In today’s context, analysts are wondering why Gulf states are not responding to threats and attacks on their sovereignty and energy infrastructure with reflexive, decisive measures — my hope is that the aforementioned clarifies the collective Gulf posture.  They operate under a fundamentally different calculus. because they understand, from memory, that complex disruptive forces are not successfully addressed by decisive measures and reflexive problem-solving. They relocate, mutate and return.

 

Beyond Lost Futures and ‘Pastiche’ in Middle East Crisis Response

In his cultural critique, Mark Fisher used the concept of ‘Pastiche’ to describe a society that no longer invents, but rearranges inherited forms of what has already been, an echo of lost futures.

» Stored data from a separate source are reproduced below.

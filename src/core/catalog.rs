//! Statischer Element-Katalog: Elementarten, Pin-Belegung und Verhalten.
//!
//! Jede Elementart hat genau einen Katalogeintrag ([`ElementSpec`]) und genau
//! eine Auswerteregel im Scan-Zyklus (`scan::rules`).

use super::device::DeviceKind;
use serde::{Deserialize, Serialize};

/// Arithmetische Operation eines Rechenbausteins.
#[derive(Debug, Clone, Copy, PartialEq, Eq, Hash, Serialize, Deserialize)]
pub enum MathOp {
    /// `ADD`
    Add,
    /// `SUB`
    Sub,
    /// `MUL`
    Mul,
    /// `DIV` (Division durch 0 ist ein Scan-Fehler)
    Div,
}

/// Vergleichsoperation eines Vergleichsbausteins.
#[derive(Debug, Clone, Copy, PartialEq, Eq, Hash, Serialize, Deserialize)]
pub enum CompareOp {
    /// `EQU`: gleich
    Equ,
    /// `NEQ`: ungleich
    Neq,
    /// `GRT`: größer
    Grt,
    /// `GEQ`: größer gleich
    Geq,
    /// `LES`: kleiner
    Les,
    /// `LEQ`: kleiner gleich
    Leq,
}

impl CompareOp {
    /// Wendet den Vergleich auf zwei Registerwerte an.
    pub fn holds(self, a: i32, b: i32) -> bool {
        match self {
            Self::Equ => a == b,
            Self::Neq => a != b,
            Self::Grt => a > b,
            Self::Geq => a >= b,
            Self::Les => a < b,
            Self::Leq => a <= b,
        }
    }
}

/// Geschlossene Menge aller Kontaktplan-Elementarten.
#[derive(Debug, Clone, Copy, PartialEq, Eq, Hash, Serialize, Deserialize)]
pub enum ElementKind {
    /// Schließer `—| |—`
    NormallyOpen,
    /// Öffner `—|/|—`
    NormallyClosed,
    /// Flankenkontakt steigend
    OneShotRising,
    /// Flankenkontakt fallend
    OneShotFalling,
    /// Spule `( )`
    OutputEnergize,
    /// Setzende Spule `(L)`
    OutputLatch,
    /// Rücksetzende Spule `(U)`
    OutputUnlatch,
    /// Negierte Spule `(/)`
    OutputNegated,
    /// Einschaltverzögerung
    TimerOnDelay,
    /// Ausschaltverzögerung
    TimerOffDelay,
    /// Speichernder Timer
    RetentiveTimer,
    /// Vorwärtszähler
    CountUp,
    /// Rückwärtszähler
    CountDown,
    /// Vor-/Rückwärtszähler
    CountUpDown,
    /// Rechenbaustein
    Math(MathOp),
    /// Vergleichsbaustein
    Compare(CompareOp),
    /// Transferbaustein `MOV`
    Move,
    /// Rücksetzbefehl für Timer/Zähler (`RES`)
    Reset,
}

/// Rolle eines Operanden-Pins; bestimmt, welche Devices gebunden werden dürfen.
#[derive(Debug, Clone, Copy, PartialEq, Eq)]
pub enum PinRole {
    /// Gelesenes Bit (X, Y, M)
    BitIn,
    /// Geschriebenes Bit (Y, M)
    BitOut,
    /// Gelesenes Wort (Register oder Konstante)
    WordIn,
    /// Geschriebenes Wort (D, R, Z, S)
    WordOut,
    /// Timer-Istwert (T)
    TimerAccumulator,
    /// Zähler-Istwert (C)
    CounterAccumulator,
    /// Ziel eines Rücksetzbefehls (T oder C)
    ResetTarget,
}

impl PinRole {
    /// Prüft, ob ein Device dieser Art an den Pin gebunden werden darf.
    pub fn accepts_device(self, kind: DeviceKind) -> bool {
        match self {
            Self::BitIn => kind.is_discrete(),
            Self::BitOut => kind.is_discrete() && kind != DeviceKind::DiscreteInput,
            Self::WordIn => !kind.is_discrete(),
            Self::WordOut => !kind.is_discrete() && !kind.is_read_only(),
            Self::TimerAccumulator => kind == DeviceKind::TimerAccumulator,
            Self::CounterAccumulator => kind == DeviceKind::CounterAccumulator,
            Self::ResetTarget => kind.is_read_only(),
        }
    }

    /// Nur gelesene Wort-Pins akzeptieren Konstanten (`K<n>`).
    pub fn accepts_constant(self) -> bool {
        self == Self::WordIn
    }
}

/// Benannter Pin eines Elements.
#[derive(Debug, Clone, Copy, PartialEq, Eq)]
pub struct PinSpec {
    /// Anzeigename des Pins
    pub name: &'static str,
    /// Rolle des Pins
    pub role: PinRole,
}

/// Eingangs- oder Ausgangsanweisung.
///
/// Eingangsanweisungen verknüpfen den Stromfluss, Ausgangsanweisungen reichen
/// ihn durch und bilden die Ausgangsstufe eines Strompfads.
#[derive(Debug, Clone, Copy, PartialEq, Eq)]
pub enum ElementClass {
    /// Kontakte, Flanken, Vergleiche
    Input,
    /// Spulen, Timer, Zähler, Rechen- und Transferbausteine
    Output,
}

/// Katalogeintrag einer Elementart.
#[derive(Debug, Clone, Copy)]
pub struct ElementSpec {
    /// Kurzbezeichnung (wie im Kontaktplan angezeigt)
    pub mnemonic: &'static str,
    /// Operanden-Pins in Reihenfolge
    pub pins: &'static [PinSpec],
    /// Eingangs-/Ausgangsanweisung
    pub class: ElementClass,
    /// Zustand bleibt über Zyklen erhalten (Timer, Zähler, Flanken)
    pub stateful: bool,
}

impl ElementSpec {
    /// Anzahl der Operanden.
    pub fn arity(&self) -> usize {
        self.pins.len()
    }
}

const fn pin(name: &'static str, role: PinRole) -> PinSpec {
    PinSpec { name, role }
}

const CONTACT_PINS: &[PinSpec] = &[pin("device", PinRole::BitIn)];
const COIL_PINS: &[PinSpec] = &[pin("device", PinRole::BitOut)];
const TIMER_PINS: &[PinSpec] = &[
    pin("preset", PinRole::WordIn),
    pin("accumulator", PinRole::TimerAccumulator),
    pin("done", PinRole::BitOut),
];
const COUNTER_PINS: &[PinSpec] = &[
    pin("preset", PinRole::WordIn),
    pin("accumulator", PinRole::CounterAccumulator),
    pin("done", PinRole::BitOut),
];
const UP_DOWN_COUNTER_PINS: &[PinSpec] = &[
    pin("preset", PinRole::WordIn),
    pin("accumulator", PinRole::CounterAccumulator),
    pin("done", PinRole::BitOut),
    pin("down", PinRole::BitIn),
];
const COMPARE_PINS: &[PinSpec] = &[
    pin("a", PinRole::WordIn),
    pin("b", PinRole::WordIn),
    pin("q", PinRole::BitOut),
];
const MATH_PINS: &[PinSpec] = &[
    pin("a", PinRole::WordIn),
    pin("b", PinRole::WordIn),
    pin("destination", PinRole::WordOut),
];
const MOVE_PINS: &[PinSpec] = &[
    pin("source", PinRole::WordIn),
    pin("destination", PinRole::WordOut),
];
const RESET_PINS: &[PinSpec] = &[pin("target", PinRole::ResetTarget)];

const fn input(mnemonic: &'static str, pins: &'static [PinSpec], stateful: bool) -> ElementSpec {
    ElementSpec {
        mnemonic,
        pins,
        class: ElementClass::Input,
        stateful,
    }
}

const fn output(mnemonic: &'static str, pins: &'static [PinSpec], stateful: bool) -> ElementSpec {
    ElementSpec {
        mnemonic,
        pins,
        class: ElementClass::Output,
        stateful,
    }
}

impl ElementKind {
    /// Alle Elementarten (z.B. für eine Werkzeugpalette).
    pub const ALL: [ElementKind; 26] = [
        Self::NormallyOpen,
        Self::NormallyClosed,
        Self::OneShotRising,
        Self::OneShotFalling,
        Self::OutputEnergize,
        Self::OutputLatch,
        Self::OutputUnlatch,
        Self::OutputNegated,
        Self::TimerOnDelay,
        Self::TimerOffDelay,
        Self::RetentiveTimer,
        Self::CountUp,
        Self::CountDown,
        Self::CountUpDown,
        Self::Math(MathOp::Add),
        Self::Math(MathOp::Sub),
        Self::Math(MathOp::Mul),
        Self::Math(MathOp::Div),
        Self::Compare(CompareOp::Equ),
        Self::Compare(CompareOp::Neq),
        Self::Compare(CompareOp::Grt),
        Self::Compare(CompareOp::Geq),
        Self::Compare(CompareOp::Les),
        Self::Compare(CompareOp::Leq),
        Self::Move,
        Self::Reset,
    ];

    /// Liefert den Katalogeintrag dieser Elementart.
    pub fn spec(self) -> ElementSpec {
        match self {
            Self::NormallyOpen => input("LD", CONTACT_PINS, false),
            Self::NormallyClosed => input("LDI", CONTACT_PINS, false),
            Self::OneShotRising => input("LDP", CONTACT_PINS, true),
            Self::OneShotFalling => input("LDF", CONTACT_PINS, true),
            Self::OutputEnergize => output("OUT", COIL_PINS, false),
            Self::OutputLatch => output("SET", COIL_PINS, false),
            Self::OutputUnlatch => output("RST", COIL_PINS, false),
            Self::OutputNegated => output("OUTN", COIL_PINS, false),
            Self::TimerOnDelay => output("TON", TIMER_PINS, true),
            Self::TimerOffDelay => output("TOF", TIMER_PINS, true),
            Self::RetentiveTimer => output("RTO", TIMER_PINS, true),
            Self::CountUp => output("CTU", COUNTER_PINS, true),
            Self::CountDown => output("CTD", COUNTER_PINS, true),
            Self::CountUpDown => output("CTUD", UP_DOWN_COUNTER_PINS, true),
            Self::Math(MathOp::Add) => output("ADD", MATH_PINS, false),
            Self::Math(MathOp::Sub) => output("SUB", MATH_PINS, false),
            Self::Math(MathOp::Mul) => output("MUL", MATH_PINS, false),
            Self::Math(MathOp::Div) => output("DIV", MATH_PINS, false),
            Self::Compare(CompareOp::Equ) => input("EQU", COMPARE_PINS, false),
            Self::Compare(CompareOp::Neq) => input("NEQ", COMPARE_PINS, false),
            Self::Compare(CompareOp::Grt) => input("GRT", COMPARE_PINS, false),
            Self::Compare(CompareOp::Geq) => input("GEQ", COMPARE_PINS, false),
            Self::Compare(CompareOp::Les) => input("LES", COMPARE_PINS, false),
            Self::Compare(CompareOp::Leq) => input("LEQ", COMPARE_PINS, false),
            Self::Move => output("MOV", MOVE_PINS, false),
            Self::Reset => output("RES", RESET_PINS, false),
        }
    }

    /// `true` für Spulen (OUT, SET, RST, OUTN).
    pub fn is_coil(self) -> bool {
        matches!(
            self,
            Self::OutputEnergize | Self::OutputLatch | Self::OutputUnlatch | Self::OutputNegated
        )
    }

    /// `true` für Timer aller Arten.
    pub fn is_timer(self) -> bool {
        matches!(
            self,
            Self::TimerOnDelay | Self::TimerOffDelay | Self::RetentiveTimer
        )
    }

    /// `true` für Zähler aller Arten.
    pub fn is_counter(self) -> bool {
        matches!(self, Self::CountUp | Self::CountDown | Self::CountUpDown)
    }

    /// Kurzform für `spec().class == Output`.
    pub fn is_output(self) -> bool {
        self.spec().class == ElementClass::Output
    }
}
//! Handler für die Symbol-Eingabe.

use crate::app::state::{SymbolCommit, SymbolInstruction};
use crate::app::use_cases;
use crate::app::AppState;
use crate::core::RungId;

/// Öffnet die Symbol-Eingabe.
pub fn open(state: &mut AppState, instruction: SymbolInstruction) {
    use_cases::symbol_entry::open(state, instruction);
}

/// Schließt die Symbol-Eingabe ohne Commit.
pub fn close(state: &mut AppState) {
    state.symbol_entry.close();
}

/// Übernimmt einen Tastendruck-Stand des Geräte-Texts.
pub fn set_device_text(state: &mut AppState, text: &str) {
    use_cases::symbol_entry::set_device_text(state, text);
}

/// Wechselt die Anweisung.
pub fn set_instruction(state: &mut AppState, instruction: SymbolInstruction) {
    state.symbol_entry.instruction = instruction;
}

/// Setzt "Symbol fortlaufend eingeben".
pub fn set_continuous(state: &mut AppState, enabled: bool) {
    state.symbol_entry.enter_symbol_continuously = enabled;
}

/// Setzt "Gerätekommentar fortlaufend eingeben".
pub fn set_device_comment_continuous(state: &mut AppState, enabled: bool) {
    state.symbol_entry.enter_device_comment_continuously = enabled;
}

/// Bestätigt die Eingabe und platziert das Symbol.
pub fn confirm(state: &mut AppState, rung: RungId) -> anyhow::Result<()> {
    use_cases::symbol_entry::confirm(state, rung)
}

/// Platziert ein extern erzeugtes Commit-Event.
pub fn place(state: &mut AppState, rung: RungId, commit: &SymbolCommit) -> anyhow::Result<()> {
    use_cases::editing::place_symbol(state, rung, commit)
}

Nowhere is this more apparent — or more consequential— than in the ways the Middle East is framed and approached.

When it comes to decisive measures, consider the Israeli targeting of Iraq’s nuclear infrastructure: rather than deterring Saddam Hussein, it arguably emboldened him. Moreover, his eventual downfall through regime change—justified by accusations of weapons of mass destruction—failed to create a stable future for Iraq or the region. The ongoing attacks on Iran and their stated objectives overlook the lessons from this history.  Moreover, Iran is a case in its own right; recycled approaches across different contexts in this vast region carry dangerous reverberations.

When it comes to policy frameworks, old roadmaps, old security formulas, and ritual invocations of deterrence are revived under updated conditions. The language changes — stabilisation, security reform, democratic transition, strategic reset, a “New Middle East” — but the governing impulse remains remarkably constant (The Middle East as a problem to be solved). Each time, these approaches are presented as solutions, as if the mere act of reassembly or repetition could conjure genuine novelty, progress or “wins”. These are exercises in what Fisher called “business ontology” — the world as a set of closed options, endlessly rearranged but fundamentally unchanged.

 

A Note on the Politics of Dates

Reflexive problem-solving always relies on a convenient start date. History is made to begin (again) at the floodgates of each event — 1967, 1979, 2001, October 7, 2023, or the 28th of February this year. These dates are not neutral markers; they are political instruments used to simplify the story, shorten the field of vision, and compress complex histories into a manageable crisis narrative. Insisting that history begins at the “start” of crises excludes a multiplicity of mediating, de-escalatory, and real-rapprochement opportunities — particularly because they work to erase the complex web of causes and consequences that precede them.

Only by acknowledging the full arc of events, and resisting the temptation to weaponise dates for rhetorical effect, can a more honest and effective conversation about the Middle East’s challenges — and their possible solutions — begin.

 

A Final Note

As stated above, the purpose here is not to offer an all-encompassing theory of the Middle East or robust solutions.  But, if anything is to change, the region must be approached with greater patience and creativity, and a profound modesty about the explanatory power of “pastiche” frameworks. The region’s problems are not unsolvable. But they will remain so as long as the frameworks applied to them treat intractability as a feature of the landscape rather than a product of the approach.